Dataset:
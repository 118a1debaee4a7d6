//! For rendering (and re-reading) single frames of the [GROMOS96 (G96)](https://manual.gromacs.org/archive/5.0.7/online/g96.html)
//! trajectory format. This is a line-oriented text format; fields are fixed-width,
//! with column position as the delimiter, so output is byte-reproducible.

use std::{
    fmt, io,
    io::ErrorKind,
    str::FromStr,
};

use lin_alg::f64::Vec3;

use crate::sim::State;

/// One trajectory snapshot: coordinates, velocities, and box geometry at a given
/// step. Built transiently by a reporter, rendered once, then discarded.
#[derive(Clone, Debug)]
pub struct G96Frame {
    /// Free text. Empty for whole-system output; identifies the copy for
    /// per-replica output.
    pub title: String,
    /// (step count, simulation time in ps)
    pub timestep: (u64, f64),
    /// nm
    pub position: Vec<Vec3>,
    /// nm/ps. One per position, same atom ordering.
    pub velocity: Vec<Vec3>,
    /// nm. Diagonal of the (orthorhombic) periodic box; zeros if no box.
    pub box_vectors: Vec3,
}

impl fmt::Display for G96Frame {
    /// Renders the canonical G96 block text. Integer step is right-justified in
    /// 15 columns; time uses 6 decimal places, coordinates, velocities and box
    /// 9, all in 15-column fields. No trailing newline; the caller decides how
    /// frames are joined in a file.
    fn fmt(&self, f: &mut fmt::Formatter<'_>) -> fmt::Result {
        writeln!(f, "TITLE")?;
        writeln!(f, "{}", self.title)?;
        writeln!(f, "END")?;

        writeln!(f, "TIMESTEP")?;
        writeln!(f, "{:15}{:15.6}", self.timestep.0, self.timestep.1)?;
        writeln!(f, "END")?;

        writeln!(f, "POSITIONRED")?;
        for pos in &self.position {
            writeln!(f, "{:15.9}{:15.9}{:15.9}", pos.x, pos.y, pos.z)?;
        }
        writeln!(f, "END")?;

        writeln!(f, "VELOCITYRED")?;
        for vel in &self.velocity {
            writeln!(f, "{:15.9}{:15.9}{:15.9}", vel.x, vel.y, vel.z)?;
        }
        writeln!(f, "END")?;

        writeln!(f, "BOX")?;
        writeln!(
            f,
            "{:15.9}{:15.9}{:15.9}",
            self.box_vectors.x, self.box_vectors.y, self.box_vectors.z
        )?;
        write!(f, "END")
    }
}

impl G96Frame {
    /// Builds a frame from a driver-supplied state snapshot. A missing box
    /// renders as zeros.
    pub fn from_state(title: String, step: u64, state: State) -> io::Result<Self> {
        if state.velocities.len() != state.positions.len() {
            return Err(io::Error::new(
                ErrorKind::InvalidData,
                format!(
                    "State has {} velocities for {} positions",
                    state.velocities.len(),
                    state.positions.len()
                ),
            ));
        }

        Ok(Self {
            title,
            timestep: (step, state.time),
            position: state.positions,
            velocity: state.velocities,
            box_vectors: state.box_vectors.unwrap_or(Vec3::new(0.0, 0.0, 0.0)),
        })
    }

    /// Parses one frame from its block text, e.g. as produced by the `Display`
    /// impl. Numeric fields are read by column position, not by whitespace.
    pub fn parse(text: &str) -> io::Result<Self> {
        let mut lines = text.lines();

        expect_line(&mut lines, "TITLE")?;
        let title = lines
            .next()
            .ok_or_else(|| {
                io::Error::new(ErrorKind::InvalidData, "Missing title line in G96 frame")
            })?
            .to_string();
        expect_line(&mut lines, "END")?;

        expect_line(&mut lines, "TIMESTEP")?;
        let ts_line = lines.next().ok_or_else(|| {
            io::Error::new(ErrorKind::InvalidData, "Missing TIMESTEP data line")
        })?;
        let step: u64 = fixed_field(ts_line, 0)?;
        let time: f64 = fixed_field(ts_line, 1)?;
        expect_line(&mut lines, "END")?;

        expect_line(&mut lines, "POSITIONRED")?;
        let position = parse_vec3_block(&mut lines)?;

        expect_line(&mut lines, "VELOCITYRED")?;
        let velocity = parse_vec3_block(&mut lines)?;

        if velocity.len() != position.len() {
            return Err(io::Error::new(
                ErrorKind::InvalidData,
                format!(
                    "Velocity count {} doesn't match position count {}",
                    velocity.len(),
                    position.len()
                ),
            ));
        }

        expect_line(&mut lines, "BOX")?;
        let box_line = lines
            .next()
            .ok_or_else(|| io::Error::new(ErrorKind::InvalidData, "Missing BOX data line"))?;
        let box_vectors = parse_vec3_line(box_line)?;
        expect_line(&mut lines, "END")?;

        Ok(Self {
            title,
            timestep: (step, time),
            position,
            velocity,
            box_vectors,
        })
    }
}

fn expect_line<'a>(lines: &mut impl Iterator<Item = &'a str>, keyword: &str) -> io::Result<()> {
    match lines.next() {
        Some(line) if line.trim_end() == keyword => Ok(()),
        Some(line) => Err(io::Error::new(
            ErrorKind::InvalidData,
            format!("Expected `{keyword}` line, found `{line}`"),
        )),
        None => Err(io::Error::new(
            ErrorKind::InvalidData,
            format!("Expected `{keyword}` line, found end of frame"),
        )),
    }
}

/// Reads the `i`th 15-column field from a fixed-width line.
fn fixed_field<T: FromStr>(line: &str, i: usize) -> io::Result<T> {
    let (start, end) = (15 * i, 15 * (i + 1));

    // `get` also rejects a column boundary landing inside a multi-byte
    // character, so malformed input can't panic the slice.
    let field = line.get(start..end).ok_or_else(|| {
        io::Error::new(
            ErrorKind::InvalidData,
            format!("Line too short for field {i}: `{line}`"),
        )
    })?;

    field.trim().parse().map_err(|_| {
        io::Error::new(
            ErrorKind::InvalidData,
            format!("Invalid numeric field {i} in line `{line}`"),
        )
    })
}

fn parse_vec3_line(line: &str) -> io::Result<Vec3> {
    Ok(Vec3::new(
        fixed_field(line, 0)?,
        fixed_field(line, 1)?,
        fixed_field(line, 2)?,
    ))
}

/// Consumes data lines up to and including the closing `END`.
fn parse_vec3_block<'a>(lines: &mut impl Iterator<Item = &'a str>) -> io::Result<Vec<Vec3>> {
    let mut result = Vec::new();

    for line in lines {
        if line.trim_end() == "END" {
            return Ok(result);
        }
        result.push(parse_vec3_line(line)?);
    }

    Err(io::Error::new(
        ErrorKind::InvalidData,
        "Unterminated coordinate block; missing END",
    ))
}
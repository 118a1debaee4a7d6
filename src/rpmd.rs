//! The ring-polymer (RPMD) reporter: one output file per copy of the system.
//! The copy count lives in the driver's integrator, so streams can't be opened
//! until the first report; until then the reporter only knows its naming
//! template. Stale per-copy files from a previous run are deleted up front so
//! a shorter rerun can't leave a mix of old and new trajectories behind.

use std::{
    fs,
    fs::File,
    io,
    io::{BufWriter, ErrorKind, Write},
    mem,
    path::{Path, PathBuf},
};

use regex::Regex;

use crate::{
    ReporterOptions,
    g96::G96Frame,
    schedule::{NextReport, steps_until_report},
    sim::{RpmdSimulation, State},
};

/// Per-copy output streams. Opening is deferred until the copy count is known.
#[derive(Debug)]
enum Streams {
    Uninitialized,
    Open(Vec<BufWriter<File>>),
    Closed,
}

/// Writes one G96 trajectory per ring-polymer copy. A template path like
/// `traj_bead.g96` produces `traj_bead_0.g96`, `traj_bead_1.g96`, ...
#[derive(Debug)]
pub struct G96RpmdReporter {
    template: PathBuf,
    report_interval: u64,
    streams: Streams,
}

impl G96RpmdReporter {
    /// Validates options, then clears any files matching the per-copy naming
    /// pattern from a previous run. No streams are opened yet.
    pub fn new(
        template: &Path,
        report_interval: u64,
        options: &ReporterOptions,
    ) -> io::Result<Self> {
        options.validate()?;

        if report_interval == 0 {
            return Err(io::Error::new(
                ErrorKind::InvalidInput,
                "Report interval must be positive",
            ));
        }

        remove_stale_copies(template)?;

        Ok(Self {
            template: template.to_path_buf(),
            report_interval,
            streams: Streams::Uninitialized,
        })
    }

    /// Same negotiation as the single-stream reporter: positions-only, since
    /// `report` fetches each copy's state itself.
    pub fn describe_next_report(&self, sim: &dyn RpmdSimulation) -> NextReport {
        NextReport::positions(steps_until_report(self.report_interval, sim.current_step()))
    }

    /// Appends one frame per copy, each to its own stream. On the first call,
    /// queries the copy count and opens all streams. A failure on one copy
    /// aborts the call; streams already written this call keep their frame.
    pub fn report(&mut self, sim: &dyn RpmdSimulation, _state: &State) -> io::Result<()> {
        if let Streams::Uninitialized = self.streams {
            let n = sim.num_copies();

            let mut outs = Vec::with_capacity(n);
            for i in 0..n {
                outs.push(BufWriter::new(File::create(copy_path(&self.template, i))?));
            }

            self.streams = Streams::Open(outs);
        }

        let Streams::Open(outs) = &mut self.streams else {
            return Err(io::Error::other("Reporter is closed"));
        };

        let step = sim.current_step();

        for (i, out) in outs.iter_mut().enumerate() {
            let state = sim.copy_state(i)?;
            let frame = G96Frame::from_state(format!("copy {i}"), step, state)?;
            writeln!(out, "{frame}")?;
        }

        Ok(())
    }

    /// Flushes and releases all streams (none, if no report ever ran). Safe to
    /// call more than once.
    pub fn close(&mut self) -> io::Result<()> {
        if let Streams::Open(outs) = mem::replace(&mut self.streams, Streams::Closed) {
            for mut out in outs {
                out.flush()?;
            }
        }
        Ok(())
    }
}

/// The output path for one copy: the template's file name with `.g96` replaced
/// by `_<copy>.g96`.
fn copy_path(template: &Path, copy: usize) -> PathBuf {
    let name = template
        .file_name()
        .map(|n| n.to_string_lossy().into_owned())
        .unwrap_or_default();

    let name = match name.strip_suffix(".g96") {
        Some(stem) => format!("{stem}_{copy}.g96"),
        None => format!("{name}_{copy}"),
    };

    template.with_file_name(name)
}

/// Deletes files left by a previous run whose names match the per-copy pattern
/// derived from `template`, in the template's directory.
fn remove_stale_copies(template: &Path) -> io::Result<()> {
    let dir = match template.parent() {
        Some(p) if !p.as_os_str().is_empty() => p,
        _ => Path::new("."),
    };

    if !dir.is_dir() {
        return Ok(()); // Opening the streams will report the real problem.
    }

    let name = template
        .file_name()
        .map(|n| n.to_string_lossy().into_owned())
        .unwrap_or_default();

    let pattern = match name.strip_suffix(".g96") {
        Some(stem) => format!("^{}_\\d+\\.g96$", regex::escape(stem)),
        None => format!("^{}_\\d+$", regex::escape(&name)),
    };

    let re = Regex::new(&pattern)
        .map_err(|e| io::Error::new(ErrorKind::InvalidInput, e.to_string()))?;

    for entry in fs::read_dir(dir)? {
        let entry = entry?;
        if re.is_match(&entry.file_name().to_string_lossy()) {
            fs::remove_file(entry.path())?;
        }
    }

    Ok(())
}

#[cfg(test)]
mod tests {
    use lin_alg::f64::Vec3;

    use super::*;
    use crate::sim::Simulation;

    /// A three-copy ring polymer of one particle; copies offset so each
    /// trajectory is distinguishable.
    struct MockRpmdSim {
        step: u64,
        copies: usize,
    }

    impl Simulation for MockRpmdSim {
        fn current_step(&self) -> u64 {
            self.step
        }

        fn state(&self) -> io::Result<State> {
            self.copy_state(0)
        }
    }

    impl RpmdSimulation for MockRpmdSim {
        fn num_copies(&self) -> usize {
            self.copies
        }

        fn copy_state(&self, copy: usize) -> io::Result<State> {
            Ok(State {
                time: self.step as f64 * 0.0005,
                positions: vec![Vec3::new(copy as f64, 0.0, 0.0)],
                velocities: vec![Vec3::new(0.0, copy as f64, 0.0)],
                box_vectors: None,
            })
        }
    }

    fn frame_count(text: &str) -> usize {
        text.lines().filter(|l| *l == "TITLE").count()
    }

    #[test]
    fn copy_path_naming() {
        assert_eq!(
            copy_path(Path::new("out/traj_bead.g96"), 2),
            PathBuf::from("out/traj_bead_2.g96")
        );
        assert_eq!(copy_path(Path::new("traj"), 0), PathBuf::from("traj_0"));
    }

    #[test]
    fn stale_copies_removed_then_lazy_open() {
        let dir = tempfile::tempdir().unwrap();
        let template = dir.path().join("traj_bead.g96");

        // Leftovers from a shorter prior run, plus names that must survive.
        fs::write(dir.path().join("traj_bead_0.g96"), "old").unwrap();
        fs::write(dir.path().join("traj_bead_1.g96"), "old").unwrap();
        fs::write(dir.path().join("traj_bead.g96"), "centroid").unwrap();
        fs::write(dir.path().join("traj_bead_x.g96"), "keep").unwrap();

        let mut sim = MockRpmdSim { step: 0, copies: 3 };
        let mut reporter =
            G96RpmdReporter::new(&template, 100, &ReporterOptions::default()).unwrap();

        assert!(!dir.path().join("traj_bead_0.g96").exists());
        assert!(!dir.path().join("traj_bead_1.g96").exists());
        assert!(dir.path().join("traj_bead.g96").exists());
        assert!(dir.path().join("traj_bead_x.g96").exists());

        // No streams until the first report.
        assert!(!dir.path().join("traj_bead_2.g96").exists());

        sim.step = 100;
        let state = sim.state().unwrap();
        reporter.report(&sim, &state).unwrap();
        reporter.close().unwrap();

        for i in 0..3 {
            let text = fs::read_to_string(dir.path().join(format!("traj_bead_{i}.g96"))).unwrap();
            assert_eq!(frame_count(&text), 1);

            let frame = G96Frame::parse(text.trim_end()).unwrap();
            assert_eq!(frame.title, format!("copy {i}"));
            assert_eq!(frame.timestep.0, 100);
            assert!((frame.position[0].x - i as f64).abs() < 1e-9);
            // No box supplied: zeros.
            assert!(frame.box_vectors.x.abs() < 1e-12);
        }
    }

    #[test]
    fn repeated_reports_append_per_copy() {
        let dir = tempfile::tempdir().unwrap();
        let template = dir.path().join("traj_bead.g96");

        let mut sim = MockRpmdSim { step: 0, copies: 2 };
        let mut reporter =
            G96RpmdReporter::new(&template, 50, &ReporterOptions::default()).unwrap();

        for _ in 0..4 {
            sim.step += reporter.describe_next_report(&sim).steps;
            let state = sim.state().unwrap();
            reporter.report(&sim, &state).unwrap();
        }
        reporter.close().unwrap();

        for i in 0..2 {
            let text = fs::read_to_string(dir.path().join(format!("traj_bead_{i}.g96"))).unwrap();
            assert_eq!(frame_count(&text), 4);
        }
    }

    #[test]
    fn close_idempotent_even_when_never_opened() {
        let dir = tempfile::tempdir().unwrap();
        let template = dir.path().join("traj_bead.g96");

        let mut reporter =
            G96RpmdReporter::new(&template, 100, &ReporterOptions::default()).unwrap();
        reporter.close().unwrap();
        reporter.close().unwrap();

        // Closed reporters refuse further reports.
        let sim = MockRpmdSim { step: 100, copies: 2 };
        let state = sim.state().unwrap();
        assert!(reporter.report(&sim, &state).is_err());
    }

    #[test]
    fn unsupported_options_rejected_before_cleanup() {
        let dir = tempfile::tempdir().unwrap();
        let template = dir.path().join("traj_bead.g96");
        fs::write(dir.path().join("traj_bead_0.g96"), "old").unwrap();

        let options = ReporterOptions {
            atom_subset: vec![5],
            ..Default::default()
        };
        let err = G96RpmdReporter::new(&template, 100, &options).unwrap_err();
        assert_eq!(err.kind(), ErrorKind::Unsupported);

        // Rejected construction must not have touched the filesystem.
        assert!(dir.path().join("traj_bead_0.g96").exists());
    }
}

Activity:
Each line above from the one with "let position = parse_vec3_block(&mut" up to and including the one with "let (start, end)" must be set down exactly, and no line outside that span may appear.

Output for this task:
        let position = parse_vec3_block(&mut lines)?;

        expect_line(&mut lines, "VELOCITYRED")?;
        let velocity = parse_vec3_block(&mut lines)?;

        if velocity.len() != position.len() {
            return Err(io::Error::new(
                ErrorKind::InvalidData,
                format!(
                    "Velocity count {} doesn't match position count {}",
                    velocity.len(),
                    position.len()
                ),
            ));
        }

        expect_line(&mut lines, "BOX")?;
        let box_line = lines
            .next()
            .ok_or_else(|| io::Error::new(ErrorKind::InvalidData, "Missing BOX data line"))?;
        let box_vectors = parse_vec3_line(box_line)?;
        expect_line(&mut lines, "END")?;

        Ok(Self {
            title,
            timestep: (step, time),
            position,
            velocity,
            box_vectors,
        })
    }
}

fn expect_line<'a>(lines: &mut impl Iterator<Item = &'a str>, keyword: &str) -> io::Result<()> {
    match lines.next() {
        Some(line) if line.trim_end() == keyword => Ok(()),
        Some(line) => Err(io::Error::new(
            ErrorKind::InvalidData,
            format!("Expected `{keyword}` line, found `{line}`"),
        )),
        None => Err(io::Error::new(
            ErrorKind::InvalidData,
            format!("Expected `{keyword}` line, found end of frame"),
        )),
    }
}

/// Reads the `i`th 15-column field from a fixed-width line.
fn fixed_field<T: FromStr>(line: &str, i: usize) -> io::Result<T> {
    let (start, end) = (15 * i, 15 * (i + 1));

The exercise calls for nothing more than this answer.